Volcanic eruptions claim lives in Indonesia

At least 16 people killed as Mount Sinabung in Sumatra province releases clouds of noxious gas and lava.

An Indonesian volcano that has been rumbling for months has witnessed a major eruption, killing at least 16 people, officials say.

Among the dead on Mount Sinabung were a local television journalist and four high-school students and their teacher who were visiting the mountain to see the eruptions up close, Sutopo Purwo Nugroho, National Disaster Mitigation Agency spokesman, said.

Saturday’s eruption happened just a day after authorities allowed thousands of villagers who had been evacuated to return to Sinabung’s slopes, saying that activity was decreasing.
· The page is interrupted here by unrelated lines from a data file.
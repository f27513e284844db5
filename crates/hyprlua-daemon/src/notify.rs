//! Human-visible status reporting
//!
//! Everything the user should see (reload results, watcher failures) goes
//! through a `Notifier`. On a live session that is a Hyprland notification;
//! with `--no-notify` it only ends up in the log.

use std::sync::Mutex;
use std::time::Duration;

use tracing::{error, info, warn};

use crate::hypr_ipc::HyprctlClient;

/// Prefix of every compositor notification
const PREFIX: &str = "[hyprlua]";

#[derive(Debug, Clone, Copy, PartialEq, Eq)]
pub enum Severity {
    Info,
    Success,
    Warning,
    Error,
}

impl Severity {
    /// `hyprctl notify` icon
    fn icon(self) -> i32 {
        match self {
            Self::Warning => 0,
            Self::Info => 1,
            Self::Error => 3,
            Self::Success => 5,
        }
    }

    fn color(self) -> &'static str {
        match self {
            Self::Info => "rgb(3399ff)",
            Self::Success => "rgb(33ff33)",
            Self::Warning => "rgb(ff8000)",
            Self::Error => "rgb(ff3333)",
        }
    }
}

/// Sink for user-facing messages
pub trait Notifier: Send + Sync {
    fn notify(&self, message: &str, severity: Severity, duration: Duration);
}

/// Writes notifications to the log only
#[derive(Debug, Default)]
pub struct LogNotifier;

impl Notifier for LogNotifier {
    fn notify(&self, message: &str, severity: Severity, _duration: Duration) {
        match severity {
            Severity::Info | Severity::Success => info!("{}", message),
            Severity::Warning => warn!("{}", message),
            Severity::Error => error!("{}", message),
        }
    }
}

/// Shows notifications on screen through `hyprctl notify`
///
/// Requests are serialized, since both the watcher and the event reader
/// report through the same notifier. A failed request is logged along with
/// the message that could not be shown.
#[derive(Debug)]
pub struct HyprctlNotifier {
    client: HyprctlClient,
    lock: Mutex<()>,
}

impl HyprctlNotifier {
    pub fn new(client: HyprctlClient) -> Self {
        Self {
            client,
            lock: Mutex::new(()),
        }
    }
}

impl Notifier for HyprctlNotifier {
    fn notify(&self, message: &str, severity: Severity, duration: Duration) {
        LogNotifier.notify(message, severity, duration);

        let _guard = self.lock.lock().unwrap_or_else(|poisoned| poisoned.into_inner());
        let text = format!("{} {}", PREFIX, message);
        if let Err(e) = self
            .client
            .notify(severity.icon(), duration, severity.color(), &text)
        {
            warn!(
                %message,
                socket = %self.client.socket_path().display(),
                "Failed to show notification: {}",
                e
            );
        }
    }
}


#[cfg(test)]
mod tests {
    use super::*;
    use std::io::{Read, Write};
    use std::os::unix::net::UnixListener;

    #[test]
    fn test_hyprctl_notifier_sends_prefixed_message() {
        let dir = tempfile::tempdir().unwrap();
        let path = dir.path().join(".socket.sock");
        let listener = UnixListener::bind(&path).unwrap();
        let server = std::thread::spawn(move || {
            let (mut stream, _) = listener.accept().unwrap();
            let mut request = String::new();
            stream.read_to_string(&mut request).unwrap();
            stream.write_all(b"ok").unwrap();
            request
        });

        let notifier = HyprctlNotifier::new(HyprctlClient::new(&path));
        notifier.notify("Reloaded", Severity::Error, Duration::from_millis(5000));

        assert_eq!(
            server.join().unwrap(),
            "notify 3 5000 rgb(ff3333) [hyprlua] Reloaded"
        );
    }

    #[test]
    fn test_hyprctl_notifier_survives_missing_socket() {
        let notifier = HyprctlNotifier::new(HyprctlClient::new("/nonexistent/.socket.sock"));
        notifier.notify("still fine", Severity::Info, Duration::from_millis(100));
    }
}
use miette::Diagnostic;
use thiserror::Error;

#[derive(Error, Diagnostic, Debug)]
pub enum ConfigError {
    #[error("Failed to parse KDL")]
    #[diagnostic(code(hyprlua::config::parse_error))]
    ParseError {
        #[source_code]
        src: String,
        #[label("here")]
        span: miette::SourceSpan,
        #[source]
        source: kdl::KdlError,
    },

    #[error("Invalid value for `{key}`: {message}")]
    #[diagnostic(code(hyprlua::config::invalid_value))]
    InvalidValue {
        key: String,
        message: String,
        #[source_code]
        src: String,
        #[label("here")]
        span: miette::SourceSpan,
    },

    #[error("Invalid configuration: {message}")]
    #[diagnostic(code(hyprlua::config::invalid))]
    Invalid { message: String },

    #[error("HYPRLAND_INSTANCE_SIGNATURE not set - is Hyprland running?")]
    #[diagnostic(
        code(hyprlua::config::no_instance),
        help("set `socket` in the settings file or pass --socket")
    )]
    InstanceNotSet,

    #[error("IO error: {0}")]
    Io(#[from] std::io::Error),
}
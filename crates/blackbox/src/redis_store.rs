//! Redis-backed TTL store.
//!
//! The production backend: `SETEX`-style writes and plain `GET`s against
//! a Redis instance shared by every worker process, which is what makes
//! a transcript written by one worker retrievable from any other.

use std::future::Future;
use std::pin::Pin;
use std::time::Duration;

use parking_lot::RwLock;
use redis::aio::ConnectionManager;
use redis::AsyncCommands;
use tracing::debug;

use crate::error::{RecorderError, Result};
use crate::traits::TtlStore;

/// TTL store client backed by Redis.
///
/// Holds a [`ConnectionManager`], which multiplexes one connection,
/// reconnects on failure, and is cloned per call; a single `RedisStore`
/// can therefore be shared across concurrent units of work without any
/// locking around store calls.
pub struct RedisStore {
    manager: RwLock<Option<ConnectionManager>>,
}

impl RedisStore {
    /// Connects to Redis at `url`, for example `redis://127.0.0.1:6379`.
    ///
    /// # Errors
    ///
    /// Returns [`RecorderError::StoreUnavailable`] if the URL does not
    /// parse or the initial connection fails.
    pub async fn connect(url: &str) -> Result<Self> {
        let client = redis::Client::open(url)
            .map_err(|e| RecorderError::StoreUnavailable(e.to_string()))?;
        let manager = ConnectionManager::new(client)
            .await
            .map_err(|e| RecorderError::StoreUnavailable(e.to_string()))?;
        debug!(url, "connected to redis store");
        Ok(Self {
            manager: RwLock::new(Some(manager)),
        })
    }

    fn connection(&self) -> Result<ConnectionManager> {
        self.manager
            .read()
            .clone()
            .ok_or_else(|| RecorderError::StoreUnavailable("store client is closed".to_owned()))
    }
}

/// Whole seconds for `SETEX`: fractional TTLs round up so eviction never
/// lands before the configured TTL, and zero floors at one second because
/// Redis rejects a zero expiry.
fn ttl_seconds(ttl: Duration) -> u64 {
    (ttl.as_secs() + u64::from(ttl.subsec_nanos() > 0)).max(1)
}

impl TtlStore for RedisStore {
    fn set<'a>(
        &'a self,
        key: &'a str,
        value: &'a [u8],
        ttl: Duration,
    ) -> Pin<Box<dyn Future<Output = Result<()>> + Send + 'a>> {
        Box::pin(async move {
            let mut conn = self.connection()?;
            let seconds = ttl_seconds(ttl);
            conn.set_ex::<_, _, ()>(key, value, seconds)
                .await
                .map_err(|e| RecorderError::StoreUnavailable(e.to_string()))
        })
    }

    fn get<'a>(
        &'a self,
        key: &'a str,
    ) -> Pin<Box<dyn Future<Output = Result<Option<Vec<u8>>>> + Send + 'a>> {
        Box::pin(async move {
            let mut conn = self.connection()?;
            conn.get::<_, Option<Vec<u8>>>(key)
                .await
                .map_err(|e| RecorderError::StoreUnavailable(e.to_string()))
        })
    }

    fn close(&self) -> Pin<Box<dyn Future<Output = Result<()>> + Send + '_>> {
        Box::pin(async move {
            // Dropping the last manager clone tears the connection down.
            self.manager.write().take();
            Ok(())
        })
    }
}
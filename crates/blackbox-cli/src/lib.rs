//! # blackbox-cli
//!
//! Command-line retrieval for captured request logs.
//!
//! Provides commands for:
//! - Printing a captured request log (`show`)
//! - Saving a captured request log to a file (`download`)
//!
//! # Architecture
//!
//! The CLI connects to the same Redis store the capturing application
//! writes to and retrieves transcripts through [`blackbox::Recorder`],
//! so key layout, compression, and sanitisation stay in one place.
//!
//! ```text
//! ┌──────────────┐      retrieve       ┌───────────────┐
//! │ blackbox-cli │◄───────────────────►│  Redis store  │
//! └──────────────┘    (zlib frames)    └───────────────┘
//! ```

#![forbid(unsafe_code)]
#![warn(missing_docs)]

pub mod cli;
pub mod commands;
pub mod error;
pub mod output;

pub use cli::{Cli, Commands, Format};
pub use error::CliError;
pub use output::OutputFormat;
Three other bodies were recovered from the village later in the afternoon and were taken to hospital for identification, Nugroho said.

“We suspect there are more victims but we cannot recover them because the victims are in the path of the hot [ash] clouds,” he said.

Television footage showed villages, farms and trees around the volcano in Sumatra province covered in thick grey ash.

Sinabung is still spitting clouds of gas and lava as high as 2,000 metres, and the number of dead could rise as the rescue efforts were being hampered by the darkness.

Following the eruption, all those who had been allowed to return home on Friday were ordered back into evacuation centres.

Three other people, a father and his son as well as another man, suffered from burn injuries, Johnson Tarigan, a Karo district official, said, adding that the three were in an intensive care unit of a local hospital.

Clouds of gas and lava

Sinabung had shown a reduction of activity since mid-January. However, several eruptions on Saturday sent lava and pyroclastic flows down the southern slopes up to 4.5km away.

Authorities have evacuated more than 30,000 people, housing them in cramped tents, schools and public buildings.

Many have been desperate to return to check on homes and farms, presenting a dilemma for the government.

Authorities on Friday allowed nearly 14,000 villagers to return home after they fled following previous eruptions.

The latest eruptions came just a week after President Susilo Bambang Yudhoyono visited displaced villagers in Sinabung and pledged to relocate them away from the mountain.

Sinabung is among about 130 active volcanoes in Indonesia and has sporadically erupted since September.

Its last major eruption was in August 2010, when it killed two people. Prior to that, it had been quite for four centuries.

In 2010, 324 people killed over two months when Indonesia’s most volatile volcano, Mount Merapi, roared into life.